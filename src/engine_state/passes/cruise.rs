//! Movement continuation: cruising, keep-moving and pilot lock.
//!
//! Runs every tick. Each craft is gated by its own timestamps, so only idle,
//! non-sinking craft whose cooldown has run out get a new translation.

use cgmath::{Point3, Vector3};
use log::debug;

use crate::engine_state::crafts::{Craft, CraftId};
use crate::engine_state::voxels::world::WorldAccess;
use crate::engine_state::Coordinator;

/// A pilot command within this many ticks keeps a keep-moving craft going.
pub const KEEP_MOVING_WINDOW_TICKS: u64 = 10;

/// Minimum ticks between two pilot-lock steps.
pub const PILOT_LOCK_DEBOUNCE_TICKS: u64 = 6;

/// Drift from the anchor, in blocks, that steers a pilot-locked craft.
pub const PILOT_LOCK_DEADBAND: f64 = 0.15;

/// Drift beyond this is not steering; the pilot is put back on the anchor.
pub const PILOT_LOCK_MAX_DRIFT: f64 = 0.2;

/// Ticks since `since`, halved while a half-speed craft is under sea level.
fn elapsed_ticks(craft: &Craft, now: u64, since: u64, sea_level: i32) -> u64 {
    let elapsed = now.saturating_sub(since);
    if craft.craft_type.half_speed_underwater && craft.bounds().min.y < sea_level {
        elapsed >> 1
    } else {
        elapsed
    }
}

/// Next cruise step for `craft`.
pub fn cruise_delta(craft: &Craft, sea_level: i32) -> Vector3<i32> {
    let craft_type = &craft.craft_type;
    let direction = craft.cruise_direction;
    let step = craft_type.cruise_skip_blocks.saturating_add(1);
    let vert_step = craft_type.vert_cruise_skip_blocks.saturating_add(1);
    let mut dx = direction.x.saturating_mul(step);
    let mut dz = direction.z.saturating_mul(step);
    let mut dy = direction.y.saturating_mul(vert_step);

    if direction.y == -1 && craft.bounds().min.y <= sea_level {
        dy = -1;
    }
    if craft_type.cruise_on_pilot {
        dy = craft_type.cruise_on_pilot_vert_move;
    }

    // Compound moves go at half the skip speed.
    if (dx != 0 && dz != 0) || ((dx != 0 || dz != 0) && dy != 0) {
        if dx.abs() > 1 {
            dx /= 2;
        }
        if dz.abs() > 1 {
            dz /= 2;
        }
    }
    Vector3::new(dx, dy, dz)
}

/// What the pilot of a locked craft is asking for.
#[derive(Copy, Clone, Debug, PartialEq)]
pub enum PilotLockStep {
    /// Inside the deadband.
    Hold,
    Steer(Vector3<i32>),
    /// Drifted too far; put the pilot back on the anchor.
    Recenter,
}

pub fn pilot_lock_step(anchor: Point3<f64>, location: Point3<f64>) -> PilotLockStep {
    let moved_x = location.x - anchor.x;
    let moved_z = location.z - anchor.z;
    let axis = |moved: f64| {
        if moved > PILOT_LOCK_DEADBAND {
            1
        } else if moved < -PILOT_LOCK_DEADBAND {
            -1
        } else {
            0
        }
    };
    let (dx, dz) = (axis(moved_x), axis(moved_z));
    if dx == 0 && dz == 0 {
        return PilotLockStep::Hold;
    }
    if moved_x.abs() < PILOT_LOCK_MAX_DRIFT && moved_z.abs() < PILOT_LOCK_MAX_DRIFT {
        PilotLockStep::Steer(Vector3::new(dx, 0, dz))
    } else {
        PilotLockStep::Recenter
    }
}

impl<W: WorldAccess> Coordinator<W> {
    pub(crate) fn cruise_pass(&mut self, now: u64) {
        let candidates: Vec<CraftId> = self
            .registry
            .iter()
            .filter(|craft| craft.is_idle() && !craft.sinking)
            .filter(|craft| craft.cruising || craft.keep_moving || craft.pilot_locked)
            .map(|craft| craft.id)
            .collect();

        for id in candidates {
            let Some(craft) = self.registry.get(id) else {
                continue;
            };
            let Some(sea_level) = self.worlds.get(&craft.world).map(|w| w.get().sea_level())
            else {
                continue;
            };

            if craft.cruising {
                let elapsed = elapsed_ticks(craft, now, craft.last_cruise_update, sea_level);
                if elapsed >= craft.craft_type.cruise_cooldown() {
                    let delta = cruise_delta(craft, sea_level);
                    self.continue_moving(id, delta, now);
                }
                continue;
            }

            if craft.keep_moving {
                let since_click = elapsed_ticks(craft, now, craft.last_right_click, sea_level);
                if since_click <= KEEP_MOVING_WINDOW_TICKS
                    && now.saturating_sub(craft.last_cruise_update) >= craft.craft_type.tick_cooldown
                {
                    let delta = craft.last_move;
                    self.continue_moving(id, delta, now);
                    continue;
                }
            }

            if craft.pilot_locked {
                self.pilot_lock(id, now, sea_level);
            }
        }
    }

    pub(super) fn continue_moving(&mut self, id: CraftId, delta: Vector3<i32>, now: u64) {
        if delta == Vector3::new(0, 0, 0) {
            return;
        }
        match self.translate(id, delta) {
            Ok(_) => {
                if let Some(craft) = self.registry.get_mut(id) {
                    craft.last_cruise_update = now;
                }
            }
            Err(error) => debug!("{} could not continue moving: {}", id, error),
        }
    }

    fn pilot_lock(&mut self, id: CraftId, now: u64, sea_level: i32) {
        let Some(pilot) = self.registry.controller_of(id) else {
            return;
        };
        let Some(craft) = self.registry.get(id) else {
            return;
        };
        let Some(anchor) = craft.pilot_lock_anchor else {
            return;
        };
        let Some(handle) = self.worlds.get(&craft.world).cloned() else {
            return;
        };
        let Some(location) = handle.get().player_location(pilot) else {
            return;
        };
        if !craft.hitbox().contains_location(location) {
            return;
        }

        match pilot_lock_step(anchor, location) {
            PilotLockStep::Hold => {}
            PilotLockStep::Steer(delta) => {
                if now.saturating_sub(craft.last_right_click) <= PILOT_LOCK_DEBOUNCE_TICKS {
                    return;
                }
                let ready = elapsed_ticks(craft, now, craft.last_cruise_update, sea_level)
                    >= craft.craft_type.tick_cooldown;
                if let Some(craft) = self.registry.get_mut(id) {
                    craft.last_right_click = now;
                    craft.last_move = delta;
                    craft.keep_moving = true;
                }
                if ready {
                    self.continue_moving(id, delta, now);
                }
            }
            PilotLockStep::Recenter => handle.get_mut().teleport_player(pilot, anchor),
        }
    }
}

#[cfg(test)]
mod tests {
    use std::sync::Arc;

    use super::*;
    use crate::engine_state::crafts::craft_type::CraftType;
    use crate::engine_state::voxels::world::WorldId;

    fn craft(craft_type: CraftType, direction: Vector3<i32>, min_y: i32) -> Craft {
        let mut craft = Craft::new(
            CraftId(1),
            WorldId(0),
            Arc::new(craft_type),
            vec![Point3::new(0, min_y, 0), Point3::new(1, min_y + 1, 0)],
        );
        craft.cruise_direction = direction;
        craft
    }

    #[test]
    fn straight_cruise_uses_the_full_skip() {
        let craft_type = CraftType {
            cruise_skip_blocks: 2,
            ..Default::default()
        };
        let craft = craft(craft_type, Vector3::new(1, 0, 0), 80);
        assert_eq!(cruise_delta(&craft, 62), Vector3::new(3, 0, 0));
    }

    #[test]
    fn diagonal_cruise_halves_the_skip() {
        let craft_type = CraftType {
            cruise_skip_blocks: 3,
            ..Default::default()
        };
        let craft = craft(craft_type, Vector3::new(1, 0, -1), 80);
        assert_eq!(cruise_delta(&craft, 62), Vector3::new(2, 0, -2));
    }

    #[test]
    fn descending_below_sea_level_is_one_block() {
        let craft_type = CraftType {
            vert_cruise_skip_blocks: 4,
            ..Default::default()
        };
        let craft = craft(craft_type, Vector3::new(0, -1, 0), 50);
        assert_eq!(cruise_delta(&craft, 62), Vector3::new(0, -1, 0));
    }

    #[test]
    fn cruise_on_pilot_overrides_vertical_move() {
        let craft_type = CraftType {
            cruise_on_pilot: true,
            cruise_on_pilot_vert_move: -2,
            ..Default::default()
        };
        let craft = craft(craft_type, Vector3::new(0, 0, 1), 80);
        assert_eq!(cruise_delta(&craft, 62), Vector3::new(0, -2, 1));
    }

    #[test]
    fn huge_skip_saturates() {
        let craft_type = CraftType {
            cruise_skip_blocks: i32::MAX,
            ..Default::default()
        };
        let craft = craft(craft_type, Vector3::new(-1, 0, 0), 80);
        assert_eq!(cruise_delta(&craft, 62), Vector3::new(-i32::MAX, 0, 0));
    }

    #[test]
    fn half_speed_underwater_halves_elapsed_time() {
        let craft_type = CraftType {
            half_speed_underwater: true,
            ..Default::default()
        };
        let submerged = craft(craft_type.clone(), Vector3::new(1, 0, 0), 40);
        let surfaced = craft(craft_type, Vector3::new(1, 0, 0), 80);
        assert_eq!(elapsed_ticks(&submerged, 10, 0, 62), 5);
        assert_eq!(elapsed_ticks(&surfaced, 10, 0, 62), 10);
    }

    #[test]
    fn pilot_lock_steps() {
        let anchor = Point3::new(10.5, 65.0, 10.5);
        assert_eq!(
            pilot_lock_step(anchor, Point3::new(10.6, 65.0, 10.5)),
            PilotLockStep::Hold
        );
        assert_eq!(
            pilot_lock_step(anchor, Point3::new(10.68, 65.0, 10.32)),
            PilotLockStep::Steer(Vector3::new(1, 0, -1))
        );
        assert_eq!(
            pilot_lock_step(anchor, Point3::new(12.0, 65.0, 10.5)),
            PilotLockStep::Recenter
        );
    }
}
//! Wreck fading: blocks left behind by sunk craft revert to air, or to water
//! at or below sea level, once they are old enough.
//!
//! An entry leaves the store only once a run finds its block changed. A fade
//! that was rejected at flush, or skipped because a craft sat on the block,
//! is simply queued again by a later run.

use std::collections::HashMap;

use log::{debug, warn};

use crate::core::MtResource;
use crate::engine_state::crafts::registry::CraftRegistry;
use crate::engine_state::map_updates::{MapUpdateCommand, Occupancy, UpdateBatch, UpdateQueue};
use crate::engine_state::voxels::block::{block_type::BlockType, Block, BlockPos};
use crate::engine_state::voxels::chunk::Chunk;
use crate::engine_state::voxels::world::{WorldAccess, WorldId};
use crate::engine_state::Coordinator;

/// Beyond this many tracked blocks the store is assumed corrupt and reset.
pub const MAX_FADE_ENTRIES: usize = 1 << 22;

#[derive(Copy, Clone, Debug, PartialEq, Eq)]
pub struct FadeEntry {
    /// The block type that was left behind. Anything else there is not faded.
    pub block_type: BlockType,
    pub water: bool,
    pub since: u64,
}

/// Wreck blocks waiting to fade, by world and position.
#[derive(Debug, Default)]
pub struct FadeStore {
    entries: HashMap<(WorldId, BlockPos), FadeEntry>,
}

impl FadeStore {
    pub fn register(
        &mut self,
        world: WorldId,
        pos: BlockPos,
        block_type: BlockType,
        water: bool,
        since: u64,
    ) {
        if self.entries.len() >= MAX_FADE_ENTRIES && !self.entries.contains_key(&(world, pos)) {
            warn!(
                "Fade store reached {} entries, discarding it",
                self.entries.len()
            );
            self.entries.clear();
        }
        self.entries.insert(
            (world, pos),
            FadeEntry {
                block_type,
                water,
                since,
            },
        );
    }

    pub fn get(&self, world: WorldId, pos: BlockPos) -> Option<&FadeEntry> {
        self.entries.get(&(world, pos))
    }

    pub fn len(&self) -> usize {
        self.entries.len()
    }

    pub fn is_empty(&self) -> bool {
        self.entries.is_empty()
    }

    /// Every entry older than `fade_after`, grouped by world.
    fn due(&self, now: u64, fade_after: u64) -> HashMap<WorldId, Vec<(BlockPos, FadeEntry)>> {
        let mut due: HashMap<WorldId, Vec<(BlockPos, FadeEntry)>> = HashMap::new();
        for ((world, pos), entry) in &self.entries {
            if now.saturating_sub(entry.since) > fade_after {
                due.entry(*world).or_default().push((*pos, *entry));
            }
        }
        due
    }

    fn remove(&mut self, world: WorldId, pos: BlockPos) {
        self.entries.remove(&(world, pos));
    }

    fn remove_world(&mut self, world: WorldId) {
        self.entries.retain(|(entry_world, _), _| *entry_world != world);
    }
}

/// Queues the fade of every due wreck block. Returns how many blocks fade.
pub fn fade_wrecks<W: WorldAccess>(
    store: &mut FadeStore,
    worlds: &HashMap<WorldId, MtResource<W>>,
    registry: &CraftRegistry,
    queue: &mut UpdateQueue,
    now: u64,
    fade_after: u64,
) -> usize {
    let mut faded = 0;
    for (world_id, mut due) in store.due(now, fade_after) {
        let Some(handle) = worlds.get(&world_id) else {
            warn!(
                "Dropping {} fade entries for unmanaged world {:?}",
                due.len(),
                world_id
            );
            store.remove_world(world_id);
            continue;
        };
        due.sort_by_key(|(pos, _)| (pos.x, pos.y, pos.z));
        let occupancy = Occupancy::from_crafts(registry.crafts_in_world(world_id));

        let mut batch = UpdateBatch::default();
        {
            let mut world = handle.get_mut();
            for (pos, entry) in due {
                if occupancy.owner(pos).is_some() {
                    continue;
                }
                let chunk = Chunk::chunk_pos_of(pos);
                if !world.is_loaded(chunk) {
                    world.load_chunk(chunk);
                }
                if world.block_at(pos).block_type != entry.block_type {
                    store.remove(world_id, pos);
                    continue;
                }
                let fill = if entry.water {
                    Block::new(BlockType::STATIONARY_WATER)
                } else {
                    Block::AIR
                };
                batch.blocks.push(MapUpdateCommand::place(pos, fill));
            }
        }

        if !batch.blocks.is_empty() {
            faded += batch.blocks.len();
            debug!("Fading {} wreck blocks in {:?}", batch.blocks.len(), world_id);
            queue.enqueue(world_id, batch);
        }
    }
    faded
}

impl<W: WorldAccess> Coordinator<W> {
    pub(crate) fn fading_pass(&mut self, now: u64) {
        if !self.passes.fade_timer.fire(now) || self.passes.fades.is_empty() {
            return;
        }
        fade_wrecks(
            &mut self.passes.fades,
            &self.worlds,
            &self.registry,
            &mut self.update_queue,
            now,
            self.settings.fade_wrecks_after_ticks,
        );
    }
}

____

=== Work instruction ===
Starting at the line above that contains "corrupt and reset.", write out each line exactly until the line that contains "due.entry(*world).or_default().push((*pos, *entry));" has been written, and stop there.

=== Answer space ===
/// Beyond this many tracked blocks the store is assumed corrupt and reset.
pub const MAX_FADE_ENTRIES: usize = 1 << 22;

#[derive(Copy, Clone, Debug, PartialEq, Eq)]
pub struct FadeEntry {
    /// The block type that was left behind. Anything else there is not faded.
    pub block_type: BlockType,
    pub water: bool,
    pub since: u64,
}

/// Wreck blocks waiting to fade, by world and position.
#[derive(Debug, Default)]
pub struct FadeStore {
    entries: HashMap<(WorldId, BlockPos), FadeEntry>,
}

impl FadeStore {
    pub fn register(
        &mut self,
        world: WorldId,
        pos: BlockPos,
        block_type: BlockType,
        water: bool,
        since: u64,
    ) {
        if self.entries.len() >= MAX_FADE_ENTRIES && !self.entries.contains_key(&(world, pos)) {
            warn!(
                "Fade store reached {} entries, discarding it",
                self.entries.len()
            );
            self.entries.clear();
        }
        self.entries.insert(
            (world, pos),
            FadeEntry {
                block_type,
                water,
                since,
            },
        );
    }

    pub fn get(&self, world: WorldId, pos: BlockPos) -> Option<&FadeEntry> {
        self.entries.get(&(world, pos))
    }

    pub fn len(&self) -> usize {
        self.entries.len()
    }

    pub fn is_empty(&self) -> bool {
        self.entries.is_empty()
    }

    /// Every entry older than `fade_after`, grouped by world.
    fn due(&self, now: u64, fade_after: u64) -> HashMap<WorldId, Vec<(BlockPos, FadeEntry)>> {
        let mut due: HashMap<WorldId, Vec<(BlockPos, FadeEntry)>> = HashMap::new();
        for ((world, pos), entry) in &self.entries {
            if now.saturating_sub(entry.since) > fade_after {
                due.entry(*world).or_default().push((*pos, *entry));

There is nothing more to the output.